- Exercise: Using the data beneath this instruction, retype only the lines from the one that contains "pub fn empty()" down to the one that contains "fn query_gte(&mut self, from: OpTime)", both included, exactly as they appear.

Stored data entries
=== Begin Enclosure ===

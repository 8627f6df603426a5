//! # Oplog Replication
//!
//! Replicates a document database's operation log (oplog) into a storage
//! backend, keeping the backend a faithful, ordered copy of the source.
//!
//! ## Architecture
//!
//! ```text
//! ┌───────────────────────────────────────────────────────────────────────────┐
//! │                        ReplicationService (per replica)                   │
//! │                                                                           │
//! │  ┌────────────────────┐   ┌────────────────────┐   ┌───────────────────┐  │
//! │  │ SyncSourceProvider │──►│ ReplicationFetcher │──►│ ChannelSyncView   │  │
//! │  │ (pick upstream)    │   │ (rollback check,   │   │ (bounded handoff, │  │
//! │  └────────────────────┘   │  pacing, restarts) │   │  backpressure)    │  │
//! │                           └────────────────────┘   └─────────┬─────────┘  │
//! │                                    │ divergence              │            │
//! │                                    ▼                         ▼            │
//! │                           ┌─────────────────┐   ┌────────────────────────┐│
//! │                           │ RollbackHandler │   │ Applier                ││
//! │                           └─────────────────┘   │  OplogBatchAnalyzer    ││
//! │                                                 │  BatchExecutor ──► StorageBackend
//! │  ┌────────────────┐                             │  (one tx per batch)    ││
//! │  │ WatermarkStore │◄────────────────────────────┴────────────────────────┘│
//! │  │ (SQLite)       │   applied (op_time, hash) after every commit          │
//! │  └────────────────┘                                                       │
//! └───────────────────────────────────────────────────────────────────────────┘
//! ```
//!
//! ## Guarantees
//!
//! - Operations are applied in source order, each exactly once per run
//!   (after a restart, operations up to the last recorded apply intent are
//!   applied in reapplying mode)
//! - Every batch commits whole or not at all
//! - Divergence from the source stops replication and is handed off once
//!
//! ## Usage
//!
//! ```rust,no_run
//! use oplog_replication::{
//!     MemoryBackend, MemoryReaderProvider, ReplicationConfig, ReplicationService, ResumeMode,
//! };
//! use std::sync::Arc;
//!
//! #[tokio::main]
//! async fn main() -> oplog_replication::Result<()> {
//!     let config = ReplicationConfig::default();
//!     let mut service = ReplicationService::from_config(
//!         config,
//!         Arc::new(MemoryReaderProvider::new()),
//!         Arc::new(MemoryBackend::new()),
//!     )?;
//!     service.start(None).await?;
//!
//!     if service.failed_batch().is_some() {
//!         service.resume(ResumeMode::Retry).await?;
//!     }
//!
//!     service.shutdown().await;
//!     Ok(())
//! }
//! ```

pub mod analyzer;
pub mod backend;
pub mod config;
pub mod coordinator;
pub mod error;
pub mod executor;
pub mod fetcher;
pub mod metrics;
pub mod oplog;
pub mod reader;
pub mod resilience;
pub mod rollback;
pub mod sync_source;
pub mod watermark;

// Re-exports for convenience
pub use analyzer::{AnalyzedOplogBatch, CudBatch, NamespaceJob, OplogBatchAnalyzer};
pub use backend::{ApplierContext, BackendError, MemoryBackend, NoOpBackend, StorageBackend, WriteTransaction};
pub use config::{
    AnalyzerConfig, ApplierConfig, FetcherConfig, ReplicationConfig, ReplicationSettings, SloConfig, SourceConfig,
    WatermarkConfig,
};
pub use coordinator::{ChannelSyncView, FailedBatch, FetchOutcome, HealthCheck, ReplicationService, ResumeMode, ServiceState};
pub use error::{ApplyError, ErrorKind, ReplicationError, Result};
pub use executor::AnalyzedOplogBatchExecutor;
pub use fetcher::{DeliveryError, FetcherState, ReplicationFetcher, RollbackReason, SyncServiceView, Watermark};
pub use oplog::{Namespace, OpKind, OpTime, OplogOperation};
pub use reader::{MemoryOplog, MemoryReaderProvider, OplogBatch, OplogCursor, OplogReader, OplogReaderProvider};
pub use rollback::{LoggingRollbackHandler, RollbackHandler};
pub use sync_source::{RankedSyncSourceProvider, SyncSource, SyncSourceProvider};
pub use watermark::WatermarkStore;
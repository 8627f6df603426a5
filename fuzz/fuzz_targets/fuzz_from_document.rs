//! Fuzz target for raw oplog document parsing.
//!
//! Arbitrary bytes that happen to be JSON are fed to the document parser,
//! which must reject garbage with an error instead of panicking.

#![no_main]

use libfuzzer_sys::fuzz_target;
use oplog_replication::OplogOperation;

fuzz_target!(|data: &[u8]| {
    let Ok(doc) = serde_json::from_slice::<serde_json::Value>(data) else {
        return;
    };
    if let Ok(op) = OplogOperation::from_document(&doc) {
        // Accepted documents survive a render/parse cycle
        let again = OplogOperation::from_document(&op.to_document()).expect("rendered document parses");
        assert_eq!(again.op_time, op.op_time);
        assert_eq!(again.hash, op.hash);
        assert_eq!(again.kind, op.kind);
        let _ = op.target_namespace();
    }
});
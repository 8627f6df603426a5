//! In-memory upstream replica set and service wiring.
//!
//! Every member gets its own [`MemoryOplog`]; [`Upstream::append`] writes to
//! the first member and copies the operation to the others, so members share
//! history until a test makes them diverge.

use oplog_replication::{
    MemoryBackend, MemoryOplog, MemoryReaderProvider, OpKind, OplogOperation, RankedSyncSourceProvider,
    ReplicationConfig, ReplicationService, ServiceState, SourceConfig, SyncSource, Watermark,
};
use serde_json::{json, Value};
use std::sync::Arc;
use std::time::Duration;

pub const REPLICA: &str = "rs-test";

/// Upper bound on any wait in these tests.
pub const WAIT: Duration = Duration::from_secs(5);

pub struct Upstream {
    pub members: Vec<(SyncSource, MemoryOplog)>,
    pub readers: Arc<MemoryReaderProvider>,
    pub sources: Arc<RankedSyncSourceProvider>,
}

impl Upstream {
    /// Single member `db1:27017`.
    pub fn new() -> Self {
        Self::with_members(&[("db1:27017", 0)])
    }

    /// Members as `(host:port, priority)`.
    pub fn with_members(members: &[(&str, u32)]) -> Self {
        let readers = Arc::new(MemoryReaderProvider::new().with_await_data(Duration::from_millis(5)));
        let configs: Vec<SourceConfig> = members
            .iter()
            .map(|(host, priority)| SourceConfig::for_testing(host, *priority))
            .collect();
        let sources = Arc::new(RankedSyncSourceProvider::new(REPLICA, &configs).expect("valid hosts"));

        let members = members
            .iter()
            .map(|(host, _)| {
                let source: SyncSource = host.parse().expect("valid host");
                let log = MemoryOplog::new();
                readers.add_source(source.clone(), log.clone());
                (source, log)
            })
            .collect();

        Self { members, readers, sources }
    }

    pub fn primary(&self) -> &MemoryOplog {
        &self.members[0].1
    }

    pub fn member(&self, index: usize) -> &MemoryOplog {
        &self.members[index].1
    }

    /// Append to the first member and replicate to the rest.
    pub fn append(&self, kind: OpKind, namespace: &str, payload: Value) -> OplogOperation {
        let op = self.primary().append(kind, namespace, payload);
        for (_, log) in &self.members[1..] {
            log.push_raw(op.clone());
        }
        op
    }

    pub fn insert(&self, namespace: &str, id: usize) -> OplogOperation {
        self.append(OpKind::Insert, namespace, json!({"_id": id}))
    }

    pub fn insert_many(&self, namespace: &str, count: usize) -> Vec<OplogOperation> {
        (0..count).map(|id| self.insert(namespace, id)).collect()
    }
}

pub fn service(upstream: &Upstream, backend: &MemoryBackend) -> ReplicationService {
    service_with_config(upstream, backend, ReplicationConfig::for_testing(REPLICA))
}

pub fn service_with_config(
    upstream: &Upstream,
    backend: &MemoryBackend,
    config: ReplicationConfig,
) -> ReplicationService {
    ReplicationService::new(
        config,
        upstream.sources.clone(),
        upstream.readers.clone(),
        Arc::new(backend.clone()),
    )
}

/// Wait until the applied watermark is exactly `op`'s.
pub async fn wait_applied(service: &ReplicationService, op: &OplogOperation) {
    let target = Watermark::of(op);
    let mut rx = service.applied_receiver();
    tokio::time::timeout(WAIT, rx.wait_for(|applied| *applied == Some(target)))
        .await
        .unwrap_or_else(|_| panic!("applied watermark did not reach {target}, at {:?}", *service.applied_receiver().borrow()))
        .expect("service dropped its applied watermark");
}

pub async fn wait_state(service: &ReplicationService, state: ServiceState) {
    let mut rx = service.state_receiver();
    tokio::time::timeout(WAIT, rx.wait_for(|s| *s == state))
        .await
        .unwrap_or_else(|_| panic!("service never reached {state}, still {}", service.state()))
        .expect("service dropped its state");
}

/// Poll `condition` until it holds.
pub async fn wait_until(what: &str, mut condition: impl FnMut() -> bool) {
    let deadline = tokio::time::Instant::now() + WAIT;
    while !condition() {
        assert!(tokio::time::Instant::now() < deadline, "timed out waiting for {what}");
        tokio::time::sleep(Duration::from_millis(5)).await;
    }
}
// Copyright (c) 2025-2026 Adrian Robinson. Licensed under the AGPL-3.0.
// See LICENSE file in the project root for full license text.

//! Oplog readers.
//!
//! A reader is a connection to one sync source's oplog. The fetcher opens one
//! reader per fetch attempt, asks it for a tailing cursor positioned at the
//! watermark, and closes it on every exit path (or hands it to the rollback
//! handler).
//!
//! ```text
//! OplogReaderProvider ──new_reader(source)──► OplogReader
//!                                                 │
//!                         query_gte(op_time) ─────┤──► OplogCursor ──fetch_batch()──► OplogBatch
//!                         get_last_op() ──────────┘
//! ```
//!
//! Network-facing implementations live outside this crate. [`memory`] provides
//! an in-process source used by the tests and by embedders that replicate
//! between two local stores.

pub mod memory;

use crate::error::Result;
use crate::oplog::{OpTime, OplogOperation};
use crate::sync_source::SyncSource;
use futures::future::BoxFuture;
use std::collections::VecDeque;
use tokio::time::Instant;

pub use memory::{Fault, MemoryOplog, MemoryReaderProvider};

/// Ordered window of operations returned by one cursor round trip.
#[derive(Debug, Clone)]
pub struct OplogBatch {
    ops: VecDeque<OplogOperation>,
    size: usize,
    fetched_at: Instant,
}

impl OplogBatch {
    pub fn new(ops: Vec<OplogOperation>) -> Self {
        Self {
            size: ops.len(),
            ops: ops.into(),
            fetched_at: Instant::now(),
        }
    }

    pub fn empty() -> Self {
        Self::new(Vec::new())
    }

    /// Number of operations the batch was fetched with.
    pub fn size(&self) -> usize {
        self.size
    }

    /// Operations not yet consumed.
    pub fn remaining(&self) -> usize {
        self.ops.len()
    }

    pub fn is_empty(&self) -> bool {
        self.ops.is_empty()
    }

    pub fn fetched_at(&self) -> Instant {
        self.fetched_at
    }

    pub fn peek(&self) -> Option<&OplogOperation> {
        self.ops.front()
    }

    pub fn pop_front(&mut self) -> Option<OplogOperation> {
        self.ops.pop_front()
    }
}

/// Tailing cursor over one source's oplog.
pub trait OplogCursor: Send {
    /// Next batch of operations, possibly empty when the source is idle.
    ///
    /// `Ok(None)` means the remote cursor is gone and the attempt must restart.
    fn fetch_batch(&mut self) -> BoxFuture<'_, Result<Option<OplogBatch>>>;

    fn close(&mut self) -> BoxFuture<'_, ()>;
}

/// Connection to one sync source's oplog.
pub trait OplogReader: Send {
    fn source(&self) -> &SyncSource;

    /// Tailing cursor over operations at or after `from`.
    fn query_gte(&mut self, from: OpTime) -> BoxFuture<'_, Result<Box<dyn OplogCursor>>>;

    /// Most recent operation on the source.
    ///
    /// Fails with `OplogStartMissing` if the log is empty and
    /// `UnsupportedOperation` if the entry cannot be interpreted.
    fn get_last_op(&mut self) -> BoxFuture<'_, Result<OplogOperation>>;

    fn close(&mut self) -> BoxFuture<'_, ()>;
}

/// Opens readers against sync sources.
pub trait OplogReaderProvider: Send + Sync {
    /// Fails with `SourceUnreachable` when the source cannot be contacted.
    fn new_reader(&self, source: &SyncSource) -> BoxFuture<'_, Result<Box<dyn OplogReader>>>;
}

#[cfg(test)]
mod tests {
    use super::*;
    use crate::oplog::{Namespace, OpKind};
    use serde_json::json;

    #[test]
    fn test_batch_tracks_original_size() {
        let ops = (0..3)
            .map(|i| {
                OplogOperation::chained(0, OpTime::new(1, 10, i), OpKind::Noop, Namespace::parse(""), json!({}))
            })
            .collect();
        let mut batch = OplogBatch::new(ops);
        assert_eq!(batch.size(), 3);
        assert_eq!(batch.peek().map(|op| op.op_time.inc), Some(0));

        batch.pop_front();
        batch.pop_front();
        assert_eq!(batch.size(), 3);
        assert_eq!(batch.remaining(), 1);
        assert!(!batch.is_empty());

        batch.pop_front();
        assert!(batch.is_empty());
        assert!(batch.pop_front().is_none());
    }

    #[test]
    fn test_empty_batch() {
        let batch = OplogBatch::empty();
        assert_eq!(batch.size(), 0);
        assert!(batch.is_empty());
    }
}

=== End Enclosure ===

- Solution to the exercise:
    pub fn empty() -> Self {
        Self::new(Vec::new())
    }

    /// Number of operations the batch was fetched with.
    pub fn size(&self) -> usize {
        self.size
    }

    /// Operations not yet consumed.
    pub fn remaining(&self) -> usize {
        self.ops.len()
    }

    pub fn is_empty(&self) -> bool {
        self.ops.is_empty()
    }

    pub fn fetched_at(&self) -> Instant {
        self.fetched_at
    }

    pub fn peek(&self) -> Option<&OplogOperation> {
        self.ops.front()
    }

    pub fn pop_front(&mut self) -> Option<OplogOperation> {
        self.ops.pop_front()
    }
}

/// Tailing cursor over one source's oplog.
pub trait OplogCursor: Send {
    /// Next batch of operations, possibly empty when the source is idle.
    ///
    /// `Ok(None)` means the remote cursor is gone and the attempt must restart.
    fn fetch_batch(&mut self) -> BoxFuture<'_, Result<Option<OplogBatch>>>;

    fn close(&mut self) -> BoxFuture<'_, ()>;
}

/// Connection to one sync source's oplog.
pub trait OplogReader: Send {
    fn source(&self) -> &SyncSource;

    /// Tailing cursor over operations at or after `from`.
    fn query_gte(&mut self, from: OpTime) -> BoxFuture<'_, Result<Box<dyn OplogCursor>>>;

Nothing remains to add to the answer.